> ACTIVITY
Search the records for the word "CountFilter" and copy every line in which it occurs.

> DATASET ENTRIES
* * *

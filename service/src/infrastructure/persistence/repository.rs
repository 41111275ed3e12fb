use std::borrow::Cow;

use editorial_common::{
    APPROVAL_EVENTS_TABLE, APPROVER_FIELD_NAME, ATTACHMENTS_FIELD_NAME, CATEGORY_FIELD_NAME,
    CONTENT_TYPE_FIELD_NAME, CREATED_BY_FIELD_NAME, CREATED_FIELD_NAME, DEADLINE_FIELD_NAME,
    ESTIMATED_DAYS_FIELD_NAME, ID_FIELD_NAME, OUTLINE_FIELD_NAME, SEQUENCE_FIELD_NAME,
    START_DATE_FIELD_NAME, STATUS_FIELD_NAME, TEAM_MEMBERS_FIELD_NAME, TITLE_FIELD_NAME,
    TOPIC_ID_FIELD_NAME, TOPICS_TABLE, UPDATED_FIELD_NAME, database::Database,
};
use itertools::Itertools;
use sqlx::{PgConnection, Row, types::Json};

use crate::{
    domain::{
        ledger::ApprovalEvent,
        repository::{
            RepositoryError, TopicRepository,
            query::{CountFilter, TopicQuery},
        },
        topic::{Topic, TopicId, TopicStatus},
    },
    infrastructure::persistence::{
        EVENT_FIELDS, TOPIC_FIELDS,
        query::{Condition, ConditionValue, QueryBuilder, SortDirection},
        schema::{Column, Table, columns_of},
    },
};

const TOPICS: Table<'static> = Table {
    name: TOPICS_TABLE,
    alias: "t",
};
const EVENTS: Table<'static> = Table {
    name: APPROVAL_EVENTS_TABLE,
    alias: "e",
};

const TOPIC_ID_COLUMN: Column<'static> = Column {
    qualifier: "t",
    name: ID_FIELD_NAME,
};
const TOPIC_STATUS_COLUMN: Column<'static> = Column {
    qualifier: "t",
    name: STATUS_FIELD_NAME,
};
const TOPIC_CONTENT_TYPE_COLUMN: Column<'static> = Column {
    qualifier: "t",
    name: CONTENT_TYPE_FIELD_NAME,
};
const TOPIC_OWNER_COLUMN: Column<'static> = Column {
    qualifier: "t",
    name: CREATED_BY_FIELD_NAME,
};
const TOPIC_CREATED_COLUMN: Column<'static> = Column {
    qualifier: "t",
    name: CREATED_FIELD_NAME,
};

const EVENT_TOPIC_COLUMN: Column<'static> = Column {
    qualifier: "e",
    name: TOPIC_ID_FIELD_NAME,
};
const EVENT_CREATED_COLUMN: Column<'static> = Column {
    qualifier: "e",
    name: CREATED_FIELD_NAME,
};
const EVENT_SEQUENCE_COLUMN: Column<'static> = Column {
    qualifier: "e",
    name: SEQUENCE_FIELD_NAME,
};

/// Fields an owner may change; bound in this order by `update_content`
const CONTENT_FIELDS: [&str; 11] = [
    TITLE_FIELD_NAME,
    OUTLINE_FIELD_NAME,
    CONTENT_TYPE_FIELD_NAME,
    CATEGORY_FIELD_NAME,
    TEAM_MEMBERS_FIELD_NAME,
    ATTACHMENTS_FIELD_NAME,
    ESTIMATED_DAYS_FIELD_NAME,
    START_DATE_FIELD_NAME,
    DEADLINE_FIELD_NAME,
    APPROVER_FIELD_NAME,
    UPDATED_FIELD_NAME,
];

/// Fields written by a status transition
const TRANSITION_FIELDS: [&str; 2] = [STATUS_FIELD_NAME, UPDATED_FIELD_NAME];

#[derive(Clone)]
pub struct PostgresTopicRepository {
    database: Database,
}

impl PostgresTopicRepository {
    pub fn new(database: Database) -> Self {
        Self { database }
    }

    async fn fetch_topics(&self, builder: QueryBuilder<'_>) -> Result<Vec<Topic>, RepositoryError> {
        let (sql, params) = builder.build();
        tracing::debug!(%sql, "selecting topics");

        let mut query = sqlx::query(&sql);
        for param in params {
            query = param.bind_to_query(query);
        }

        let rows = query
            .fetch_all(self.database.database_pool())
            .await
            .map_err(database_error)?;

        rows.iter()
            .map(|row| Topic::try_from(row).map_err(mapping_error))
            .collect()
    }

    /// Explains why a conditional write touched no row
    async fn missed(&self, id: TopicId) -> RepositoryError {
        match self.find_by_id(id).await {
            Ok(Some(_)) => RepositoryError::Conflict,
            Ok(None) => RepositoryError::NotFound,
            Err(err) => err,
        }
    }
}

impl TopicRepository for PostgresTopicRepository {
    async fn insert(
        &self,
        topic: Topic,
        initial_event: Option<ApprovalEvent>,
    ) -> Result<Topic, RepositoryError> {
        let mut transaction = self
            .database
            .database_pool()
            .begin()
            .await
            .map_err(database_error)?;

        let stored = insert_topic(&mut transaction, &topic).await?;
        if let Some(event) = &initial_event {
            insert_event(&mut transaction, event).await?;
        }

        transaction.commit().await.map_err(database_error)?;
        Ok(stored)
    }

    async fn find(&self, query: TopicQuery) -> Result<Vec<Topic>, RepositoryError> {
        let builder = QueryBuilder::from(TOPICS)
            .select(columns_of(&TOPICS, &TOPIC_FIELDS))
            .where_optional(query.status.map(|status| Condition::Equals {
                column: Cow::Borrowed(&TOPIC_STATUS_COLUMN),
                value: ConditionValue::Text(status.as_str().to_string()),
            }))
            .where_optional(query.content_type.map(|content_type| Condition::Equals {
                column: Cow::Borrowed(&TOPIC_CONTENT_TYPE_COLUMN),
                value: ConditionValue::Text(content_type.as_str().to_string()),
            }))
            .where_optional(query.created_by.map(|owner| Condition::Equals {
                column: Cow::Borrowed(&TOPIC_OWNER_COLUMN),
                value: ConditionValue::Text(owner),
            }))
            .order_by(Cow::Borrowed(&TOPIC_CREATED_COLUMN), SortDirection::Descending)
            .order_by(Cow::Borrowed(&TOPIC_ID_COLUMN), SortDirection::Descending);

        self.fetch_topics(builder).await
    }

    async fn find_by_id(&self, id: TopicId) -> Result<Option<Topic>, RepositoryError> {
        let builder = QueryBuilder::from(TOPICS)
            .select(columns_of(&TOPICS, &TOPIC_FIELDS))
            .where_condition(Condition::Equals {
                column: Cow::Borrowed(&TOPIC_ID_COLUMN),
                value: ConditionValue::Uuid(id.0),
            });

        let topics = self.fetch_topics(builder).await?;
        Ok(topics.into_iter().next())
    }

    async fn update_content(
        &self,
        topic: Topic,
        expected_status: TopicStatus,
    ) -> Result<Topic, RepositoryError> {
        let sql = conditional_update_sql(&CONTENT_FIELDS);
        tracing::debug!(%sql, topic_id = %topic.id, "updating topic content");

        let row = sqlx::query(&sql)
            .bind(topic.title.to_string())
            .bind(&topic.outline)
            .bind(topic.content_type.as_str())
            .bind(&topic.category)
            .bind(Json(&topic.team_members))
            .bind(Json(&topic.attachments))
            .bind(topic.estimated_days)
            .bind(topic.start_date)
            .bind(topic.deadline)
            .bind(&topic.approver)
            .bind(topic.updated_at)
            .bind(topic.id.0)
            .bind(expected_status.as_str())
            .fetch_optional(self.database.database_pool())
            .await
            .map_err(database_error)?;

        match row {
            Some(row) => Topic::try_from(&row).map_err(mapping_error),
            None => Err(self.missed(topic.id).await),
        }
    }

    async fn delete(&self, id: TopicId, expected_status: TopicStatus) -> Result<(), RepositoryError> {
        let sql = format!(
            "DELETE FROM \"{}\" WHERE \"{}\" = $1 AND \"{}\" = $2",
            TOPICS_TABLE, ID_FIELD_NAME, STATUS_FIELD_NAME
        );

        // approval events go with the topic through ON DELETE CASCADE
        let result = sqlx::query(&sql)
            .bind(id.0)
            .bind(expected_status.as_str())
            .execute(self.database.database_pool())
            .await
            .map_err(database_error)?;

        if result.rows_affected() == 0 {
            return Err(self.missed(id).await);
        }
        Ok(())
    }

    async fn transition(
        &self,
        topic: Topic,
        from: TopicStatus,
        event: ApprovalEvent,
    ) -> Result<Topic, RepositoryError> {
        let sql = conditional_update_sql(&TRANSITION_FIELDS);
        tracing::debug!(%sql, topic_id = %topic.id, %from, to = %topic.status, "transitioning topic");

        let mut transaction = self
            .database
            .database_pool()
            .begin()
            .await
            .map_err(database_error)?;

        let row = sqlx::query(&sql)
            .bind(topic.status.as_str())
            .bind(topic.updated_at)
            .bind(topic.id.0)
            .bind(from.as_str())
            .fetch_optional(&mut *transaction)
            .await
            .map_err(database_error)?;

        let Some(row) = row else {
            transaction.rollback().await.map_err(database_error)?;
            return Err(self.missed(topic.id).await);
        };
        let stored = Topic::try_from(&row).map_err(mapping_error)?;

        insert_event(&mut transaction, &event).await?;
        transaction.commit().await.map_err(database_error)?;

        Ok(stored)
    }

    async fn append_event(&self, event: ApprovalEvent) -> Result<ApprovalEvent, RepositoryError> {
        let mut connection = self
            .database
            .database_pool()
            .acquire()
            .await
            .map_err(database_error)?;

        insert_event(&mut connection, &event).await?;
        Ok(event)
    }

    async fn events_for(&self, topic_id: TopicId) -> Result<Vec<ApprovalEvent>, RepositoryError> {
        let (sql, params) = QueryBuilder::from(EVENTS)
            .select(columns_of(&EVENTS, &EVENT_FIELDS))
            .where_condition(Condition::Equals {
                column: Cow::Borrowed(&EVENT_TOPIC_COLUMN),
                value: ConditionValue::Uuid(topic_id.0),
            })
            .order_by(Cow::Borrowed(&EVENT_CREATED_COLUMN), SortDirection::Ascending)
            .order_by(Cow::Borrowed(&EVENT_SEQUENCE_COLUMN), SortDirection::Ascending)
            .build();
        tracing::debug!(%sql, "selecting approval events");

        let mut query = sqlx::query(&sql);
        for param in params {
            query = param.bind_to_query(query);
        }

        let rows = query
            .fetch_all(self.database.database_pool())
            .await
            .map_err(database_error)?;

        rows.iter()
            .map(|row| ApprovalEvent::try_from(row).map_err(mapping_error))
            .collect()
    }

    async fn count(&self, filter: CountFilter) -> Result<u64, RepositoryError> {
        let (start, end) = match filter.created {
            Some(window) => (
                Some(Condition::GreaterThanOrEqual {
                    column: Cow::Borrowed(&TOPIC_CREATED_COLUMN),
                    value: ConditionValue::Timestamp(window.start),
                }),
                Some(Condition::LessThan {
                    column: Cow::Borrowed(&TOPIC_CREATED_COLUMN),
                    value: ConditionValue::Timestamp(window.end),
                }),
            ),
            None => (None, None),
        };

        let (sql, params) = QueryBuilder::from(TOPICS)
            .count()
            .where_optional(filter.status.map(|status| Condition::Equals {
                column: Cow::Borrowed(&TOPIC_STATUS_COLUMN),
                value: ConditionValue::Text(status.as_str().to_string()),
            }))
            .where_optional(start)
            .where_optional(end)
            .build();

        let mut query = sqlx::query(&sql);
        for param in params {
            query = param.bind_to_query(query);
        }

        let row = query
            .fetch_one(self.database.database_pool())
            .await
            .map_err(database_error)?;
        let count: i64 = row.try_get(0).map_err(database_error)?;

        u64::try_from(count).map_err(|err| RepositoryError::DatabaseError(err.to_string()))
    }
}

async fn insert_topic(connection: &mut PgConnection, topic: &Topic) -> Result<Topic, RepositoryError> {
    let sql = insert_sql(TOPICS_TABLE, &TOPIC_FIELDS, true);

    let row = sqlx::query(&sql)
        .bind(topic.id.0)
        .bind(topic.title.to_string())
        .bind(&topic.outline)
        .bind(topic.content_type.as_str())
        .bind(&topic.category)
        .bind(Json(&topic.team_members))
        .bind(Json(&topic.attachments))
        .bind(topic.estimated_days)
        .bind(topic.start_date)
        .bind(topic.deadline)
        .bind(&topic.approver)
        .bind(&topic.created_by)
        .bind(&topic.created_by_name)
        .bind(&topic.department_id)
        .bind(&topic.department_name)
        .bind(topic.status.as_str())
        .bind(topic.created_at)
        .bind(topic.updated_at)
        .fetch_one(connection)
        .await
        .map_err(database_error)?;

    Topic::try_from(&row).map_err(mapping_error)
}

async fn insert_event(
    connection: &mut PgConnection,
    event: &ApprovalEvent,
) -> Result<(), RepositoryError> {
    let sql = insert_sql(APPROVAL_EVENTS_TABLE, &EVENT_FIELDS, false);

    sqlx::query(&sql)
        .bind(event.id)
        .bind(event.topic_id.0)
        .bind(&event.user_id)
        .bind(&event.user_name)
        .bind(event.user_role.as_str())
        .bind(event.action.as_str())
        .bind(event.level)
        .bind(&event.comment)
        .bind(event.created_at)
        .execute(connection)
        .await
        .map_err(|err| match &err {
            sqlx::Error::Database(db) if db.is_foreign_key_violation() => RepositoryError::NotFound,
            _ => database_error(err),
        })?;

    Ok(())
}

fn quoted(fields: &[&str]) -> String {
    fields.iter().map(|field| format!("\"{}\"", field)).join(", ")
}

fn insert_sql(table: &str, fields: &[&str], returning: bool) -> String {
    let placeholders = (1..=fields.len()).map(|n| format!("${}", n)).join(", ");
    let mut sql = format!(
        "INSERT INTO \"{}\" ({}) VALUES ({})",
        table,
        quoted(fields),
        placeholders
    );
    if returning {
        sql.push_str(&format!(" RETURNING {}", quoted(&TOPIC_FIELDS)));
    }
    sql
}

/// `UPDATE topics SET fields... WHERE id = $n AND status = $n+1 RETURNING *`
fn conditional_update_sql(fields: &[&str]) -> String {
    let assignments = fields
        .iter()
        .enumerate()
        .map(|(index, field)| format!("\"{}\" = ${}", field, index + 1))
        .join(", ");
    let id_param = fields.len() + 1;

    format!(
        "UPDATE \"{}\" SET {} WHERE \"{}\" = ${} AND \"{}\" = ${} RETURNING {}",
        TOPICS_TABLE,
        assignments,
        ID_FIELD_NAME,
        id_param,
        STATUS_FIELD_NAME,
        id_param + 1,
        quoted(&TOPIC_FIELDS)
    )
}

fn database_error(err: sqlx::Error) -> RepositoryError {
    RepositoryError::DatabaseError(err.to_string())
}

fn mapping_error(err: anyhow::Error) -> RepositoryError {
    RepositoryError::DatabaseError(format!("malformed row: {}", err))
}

* * *

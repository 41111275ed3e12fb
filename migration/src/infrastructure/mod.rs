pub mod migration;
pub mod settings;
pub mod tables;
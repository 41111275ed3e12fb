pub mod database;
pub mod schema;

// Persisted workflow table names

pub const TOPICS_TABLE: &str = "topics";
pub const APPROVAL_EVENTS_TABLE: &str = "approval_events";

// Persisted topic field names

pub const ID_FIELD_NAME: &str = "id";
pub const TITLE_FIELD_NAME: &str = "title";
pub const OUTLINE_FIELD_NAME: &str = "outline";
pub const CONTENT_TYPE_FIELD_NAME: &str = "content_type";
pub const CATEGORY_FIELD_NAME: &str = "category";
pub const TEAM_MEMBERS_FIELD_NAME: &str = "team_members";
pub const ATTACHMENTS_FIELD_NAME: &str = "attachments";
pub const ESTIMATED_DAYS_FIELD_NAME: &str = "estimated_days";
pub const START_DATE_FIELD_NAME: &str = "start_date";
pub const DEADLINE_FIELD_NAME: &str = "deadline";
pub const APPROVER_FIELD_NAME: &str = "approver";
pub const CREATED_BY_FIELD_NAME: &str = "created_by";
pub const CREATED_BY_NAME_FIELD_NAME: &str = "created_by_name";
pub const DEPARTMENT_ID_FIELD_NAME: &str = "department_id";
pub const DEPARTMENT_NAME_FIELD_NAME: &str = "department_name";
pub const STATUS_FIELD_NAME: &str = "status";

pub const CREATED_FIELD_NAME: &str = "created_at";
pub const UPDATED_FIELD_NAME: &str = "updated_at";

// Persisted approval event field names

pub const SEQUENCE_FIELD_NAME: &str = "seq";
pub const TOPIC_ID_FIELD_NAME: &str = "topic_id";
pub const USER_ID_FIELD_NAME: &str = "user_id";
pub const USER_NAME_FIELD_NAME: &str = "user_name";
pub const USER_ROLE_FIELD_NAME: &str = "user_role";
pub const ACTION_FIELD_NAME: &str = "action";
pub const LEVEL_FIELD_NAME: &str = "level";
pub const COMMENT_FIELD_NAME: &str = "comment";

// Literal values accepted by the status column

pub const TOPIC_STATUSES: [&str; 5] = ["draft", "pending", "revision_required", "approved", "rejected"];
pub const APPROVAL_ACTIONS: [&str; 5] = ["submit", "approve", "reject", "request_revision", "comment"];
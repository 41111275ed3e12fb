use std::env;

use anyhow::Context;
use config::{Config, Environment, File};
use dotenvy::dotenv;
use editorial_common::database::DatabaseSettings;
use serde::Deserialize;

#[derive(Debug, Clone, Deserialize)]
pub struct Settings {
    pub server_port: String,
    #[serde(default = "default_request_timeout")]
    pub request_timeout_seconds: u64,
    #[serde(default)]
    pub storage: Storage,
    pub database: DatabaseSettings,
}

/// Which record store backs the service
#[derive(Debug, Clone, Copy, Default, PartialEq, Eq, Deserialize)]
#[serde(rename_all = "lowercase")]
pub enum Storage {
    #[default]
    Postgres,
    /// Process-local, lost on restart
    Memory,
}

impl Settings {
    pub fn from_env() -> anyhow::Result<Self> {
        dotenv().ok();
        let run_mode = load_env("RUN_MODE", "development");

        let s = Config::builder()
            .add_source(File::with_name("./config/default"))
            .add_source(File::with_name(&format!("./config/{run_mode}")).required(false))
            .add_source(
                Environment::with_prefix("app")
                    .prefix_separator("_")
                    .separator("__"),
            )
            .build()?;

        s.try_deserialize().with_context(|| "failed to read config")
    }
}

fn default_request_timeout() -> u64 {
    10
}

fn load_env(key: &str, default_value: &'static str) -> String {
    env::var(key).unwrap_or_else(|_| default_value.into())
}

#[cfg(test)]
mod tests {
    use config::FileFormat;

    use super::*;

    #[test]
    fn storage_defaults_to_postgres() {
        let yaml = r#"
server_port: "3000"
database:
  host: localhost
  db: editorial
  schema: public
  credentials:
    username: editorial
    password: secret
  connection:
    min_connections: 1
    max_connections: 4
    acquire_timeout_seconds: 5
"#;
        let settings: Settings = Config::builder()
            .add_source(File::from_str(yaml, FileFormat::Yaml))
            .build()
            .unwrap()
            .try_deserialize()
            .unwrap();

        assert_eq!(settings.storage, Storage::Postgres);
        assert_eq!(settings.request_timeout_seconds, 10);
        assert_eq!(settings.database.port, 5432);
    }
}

* * *

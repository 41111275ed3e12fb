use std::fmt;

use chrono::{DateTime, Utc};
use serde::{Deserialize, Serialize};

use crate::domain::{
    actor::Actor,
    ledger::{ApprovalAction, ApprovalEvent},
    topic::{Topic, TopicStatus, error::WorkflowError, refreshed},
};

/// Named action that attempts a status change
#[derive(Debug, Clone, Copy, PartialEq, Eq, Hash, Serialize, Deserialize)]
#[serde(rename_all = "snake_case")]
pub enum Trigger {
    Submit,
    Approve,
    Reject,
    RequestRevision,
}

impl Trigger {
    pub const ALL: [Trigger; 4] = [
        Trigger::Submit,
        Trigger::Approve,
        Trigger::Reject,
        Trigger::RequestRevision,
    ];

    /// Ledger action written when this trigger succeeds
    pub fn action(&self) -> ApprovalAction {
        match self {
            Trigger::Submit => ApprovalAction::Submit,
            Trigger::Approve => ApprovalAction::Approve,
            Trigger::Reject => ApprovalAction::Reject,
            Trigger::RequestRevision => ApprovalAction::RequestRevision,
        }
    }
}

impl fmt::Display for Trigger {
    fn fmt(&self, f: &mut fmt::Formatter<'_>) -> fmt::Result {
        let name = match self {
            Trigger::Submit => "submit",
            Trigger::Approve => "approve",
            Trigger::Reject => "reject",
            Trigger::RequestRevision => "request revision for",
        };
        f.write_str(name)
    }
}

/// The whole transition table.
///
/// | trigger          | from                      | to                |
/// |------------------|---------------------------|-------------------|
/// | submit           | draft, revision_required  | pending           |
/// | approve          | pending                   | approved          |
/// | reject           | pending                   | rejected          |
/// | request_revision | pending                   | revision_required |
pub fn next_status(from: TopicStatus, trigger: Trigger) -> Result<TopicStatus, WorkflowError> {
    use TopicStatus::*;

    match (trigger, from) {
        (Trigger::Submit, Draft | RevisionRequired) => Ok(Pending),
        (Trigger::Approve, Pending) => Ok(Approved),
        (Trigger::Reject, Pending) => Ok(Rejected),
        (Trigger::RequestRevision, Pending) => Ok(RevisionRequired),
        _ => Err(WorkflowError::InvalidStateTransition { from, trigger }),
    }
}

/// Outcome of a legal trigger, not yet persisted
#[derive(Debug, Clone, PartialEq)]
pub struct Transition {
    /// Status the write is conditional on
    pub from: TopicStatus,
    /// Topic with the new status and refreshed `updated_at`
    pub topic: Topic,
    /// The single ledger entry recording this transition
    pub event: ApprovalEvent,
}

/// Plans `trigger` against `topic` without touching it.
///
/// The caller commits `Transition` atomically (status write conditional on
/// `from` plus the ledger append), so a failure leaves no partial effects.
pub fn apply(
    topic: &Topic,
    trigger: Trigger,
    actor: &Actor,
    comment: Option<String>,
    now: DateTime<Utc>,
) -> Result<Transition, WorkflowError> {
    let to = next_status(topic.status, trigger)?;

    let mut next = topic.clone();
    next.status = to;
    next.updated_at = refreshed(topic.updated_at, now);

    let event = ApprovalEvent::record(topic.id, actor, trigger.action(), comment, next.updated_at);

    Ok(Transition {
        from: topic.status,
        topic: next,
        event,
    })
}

* * *

> REPLY
            query::{CountFilter, TopicQuery},
    async fn count(&self, filter: CountFilter) -> Result<u64, RepositoryError> {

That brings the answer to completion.